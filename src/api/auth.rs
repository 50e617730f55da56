//! Dashboard session auth: JWT login, identity, and route protection

use axum::{
    extract::{Request, State},
    http::HeaderMap,
    middleware::Next,
    response::Response,
    Json,
};
use chrono::Utc;
use jsonwebtoken::{decode, encode, DecodingKey, EncodingKey, Header, Validation};
use serde::{Deserialize, Serialize};

use crate::db;
use crate::domain::User;

use super::{AppError, AppState};

const TOKEN_LIFETIME_HOURS: i64 = 24;

#[derive(Debug, Serialize, Deserialize)]
pub struct Claims {
    pub sub: String,
    pub email: String,
    pub iat: usize,
    pub exp: usize,
}

/// Issue a signed session token for a user
pub fn sign_token(user: &User, secret: &str) -> Result<String, jsonwebtoken::errors::Error> {
    let now = Utc::now().timestamp();
    let exp = now + TOKEN_LIFETIME_HOURS * 60 * 60;
    let claims = Claims {
        sub: user.id.clone(),
        email: user.email.clone(),
        iat: now.max(0) as usize,
        exp: exp.max(0) as usize,
    };
    encode(
        &Header::default(),
        &claims,
        &EncodingKey::from_secret(secret.as_bytes()),
    )
}

pub fn decode_token(token: &str, secret: &str) -> Result<Claims, jsonwebtoken::errors::Error> {
    decode::<Claims>(
        token,
        &DecodingKey::from_secret(secret.as_bytes()),
        &Validation::default(),
    )
    .map(|data| data.claims)
}

fn bearer_token(headers: &HeaderMap) -> Option<String> {
    headers
        .get("authorization")
        .and_then(|v| v.to_str().ok())
        .and_then(|v| v.strip_prefix("Bearer "))
        .filter(|t| !t.is_empty())
        .map(str::to_string)
}

/// Middleware guarding the dashboard routes
pub async fn require_auth(
    State(state): State<AppState>,
    request: Request,
    next: Next,
) -> Result<Response, AppError> {
    let token = bearer_token(request.headers())
        .ok_or_else(|| AppError::Unauthorized("Missing session token".to_string()))?;

    decode_token(&token, &state.config.jwt_secret)
        .map_err(|_| AppError::Unauthorized("Invalid session token".to_string()))?;

    Ok(next.run(request).await)
}

#[derive(Debug, Deserialize)]
pub struct LoginRequest {
    pub email: String,
    pub password: String,
}

#[derive(Debug, Serialize)]
pub struct LoginResponse {
    pub token: String,
    pub user: User,
}

/// POST /api/auth/login
pub async fn login(
    State(state): State<AppState>,
    Json(req): Json<LoginRequest>,
) -> Result<Json<LoginResponse>, AppError> {
    let user = db::get_user_by_email(&state.pool, &req.email)
        .await?
        .ok_or_else(|| AppError::Unauthorized("Invalid credentials".to_string()))?;

    if !user.verify_password(&req.password) {
        return Err(AppError::Unauthorized("Invalid credentials".to_string()));
    }

    let token = sign_token(&user, &state.config.jwt_secret)
        .map_err(|e| AppError::InternalError(format!("Failed to sign token: {}", e)))?;

    Ok(Json(LoginResponse { token, user }))
}

/// GET /api/auth/me
pub async fn me(State(state): State<AppState>, headers: HeaderMap) -> Result<Json<User>, AppError> {
    let token = bearer_token(&headers)
        .ok_or_else(|| AppError::Unauthorized("Missing session token".to_string()))?;
    let claims = decode_token(&token, &state.config.jwt_secret)
        .map_err(|_| AppError::Unauthorized("Invalid session token".to_string()))?;

    let user = db::get_user_by_id(&state.pool, &claims.sub)
        .await?
        .ok_or_else(|| AppError::Unauthorized("User not found".to_string()))?;

    Ok(Json(user))
}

_ _ _ _

**Exercise directions**
Having read the records, return each one exactly.

**Task output**
filename src/api/auth.rs
repository 50e617730f55da56
//! Dashboard session auth: JWT login, identity, and route protection

use axum::{
    extract::{Request, State},
    http::HeaderMap,
    middleware::Next,
    response::Response,
    Json,
};
use chrono::Utc;
use jsonwebtoken::{decode, encode, DecodingKey, EncodingKey, Header, Validation};
use serde::{Deserialize, Serialize};

use crate::db;
use crate::domain::User;

use super::{AppError, AppState};

const TOKEN_LIFETIME_HOURS: i64 = 24;

#[derive(Debug, Serialize, Deserialize)]
pub struct Claims {
    pub sub: String,
    pub email: String,
    pub iat: usize,
    pub exp: usize,
}

/// Issue a signed session token for a user
pub fn sign_token(user: &User, secret: &str) -> Result<String, jsonwebtoken::errors::Error> {
    let now = Utc::now().timestamp();
    let exp = now + TOKEN_LIFETIME_HOURS * 60 * 60;
    let claims = Claims {
        sub: user.id.clone(),
        email: user.email.clone(),
        iat: now.max(0) as usize,
        exp: exp.max(0) as usize,
    };
    encode(
        &Header::default(),
        &claims,
        &EncodingKey::from_secret(secret.as_bytes()),
    )
}

pub fn decode_token(token: &str, secret: &str) -> Result<Claims, jsonwebtoken::errors::Error> {
    decode::<Claims>(
        token,
        &DecodingKey::from_secret(secret.as_bytes()),
        &Validation::default(),
    )
    .map(|data| data.claims)
}

fn bearer_token(headers: &HeaderMap) -> Option<String> {
    headers
        .get("authorization")
        .and_then(|v| v.to_str().ok())
        .and_then(|v| v.strip_prefix("Bearer "))
        .filter(|t| !t.is_empty())
        .map(str::to_string)
}

/// Middleware guarding the dashboard routes
pub async fn require_auth(
    State(state): State<AppState>,
    request: Request,
    next: Next,
) -> Result<Response, AppError> {
    let token = bearer_token(request.headers())
        .ok_or_else(|| AppError::Unauthorized("Missing session token".to_string()))?;

    decode_token(&token, &state.config.jwt_secret)
        .map_err(|_| AppError::Unauthorized("Invalid session token".to_string()))?;

    Ok(next.run(request).await)
}

#[derive(Debug, Deserialize)]
pub struct LoginRequest {
    pub email: String,
    pub password: String,
}

#[derive(Debug, Serialize)]
pub struct LoginResponse {
    pub token: String,
    pub user: User,
}

/// POST /api/auth/login
pub async fn login(
    State(state): State<AppState>,
    Json(req): Json<LoginRequest>,
) -> Result<Json<LoginResponse>, AppError> {
    let user = db::get_user_by_email(&state.pool, &req.email)
        .await?
        .ok_or_else(|| AppError::Unauthorized("Invalid credentials".to_string()))?;

    if !user.verify_password(&req.password) {
        return Err(AppError::Unauthorized("Invalid credentials".to_string()));
    }

    let token = sign_token(&user, &state.config.jwt_secret)
        .map_err(|e| AppError::InternalError(format!("Failed to sign token: {}", e)))?;

    Ok(Json(LoginResponse { token, user }))
}

/// GET /api/auth/me
pub async fn me(State(state): State<AppState>, headers: HeaderMap) -> Result<Json<User>, AppError> {
    let token = bearer_token(&headers)
        .ok_or_else(|| AppError::Unauthorized("Missing session token".to_string()))?;
    let claims = decode_token(&token, &state.config.jwt_secret)
        .map_err(|_| AppError::Unauthorized("Invalid session token".to_string()))?;

    let user = db::get_user_by_id(&state.pool, &claims.sub)
        .await?
        .ok_or_else(|| AppError::Unauthorized("User not found".to_string()))?;

    Ok(Json(user))
}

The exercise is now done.